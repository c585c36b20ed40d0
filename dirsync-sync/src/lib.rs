//! # dirsync-sync
//!
//! One-way reconciliation of users, groups and memberships from a source
//! directory into a target directory.
//!
//! Call [`pipeline::run_with_config`] to build both directory clients from a
//! [`dirsync_core::SyncConfig`] and run a full sync, or [`pipeline::run`] to
//! drive any pair of port implementations.

pub mod cancel;
pub mod correlation;
pub mod error;
pub mod pipeline;
pub mod reconciler;
pub mod report;

pub use cancel::CancelToken;
pub use correlation::CorrelationTable;
pub use error::SyncError;
pub use reconciler::{Reconciler, SyncOptions};
pub use report::{Change, LookupFailure, SyncReport};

▶ [Task objective]:
Produce a verbatim copy of each record above.

▶ [Exercise solution]:
repository c585c36b20ed40d0
filename dirsync-sync/src/lib.rs
//! # dirsync-sync
//!
//! One-way reconciliation of users, groups and memberships from a source
//! directory into a target directory.
//!
//! Call [`pipeline::run_with_config`] to build both directory clients from a
//! [`dirsync_core::SyncConfig`] and run a full sync, or [`pipeline::run`] to
//! drive any pair of port implementations.

pub mod cancel;
pub mod correlation;
pub mod error;
pub mod pipeline;
pub mod reconciler;
pub mod report;

pub use cancel::CancelToken;
pub use correlation::CorrelationTable;
pub use error::SyncError;
pub use reconciler::{Reconciler, SyncOptions};
pub use report::{Change, LookupFailure, SyncReport};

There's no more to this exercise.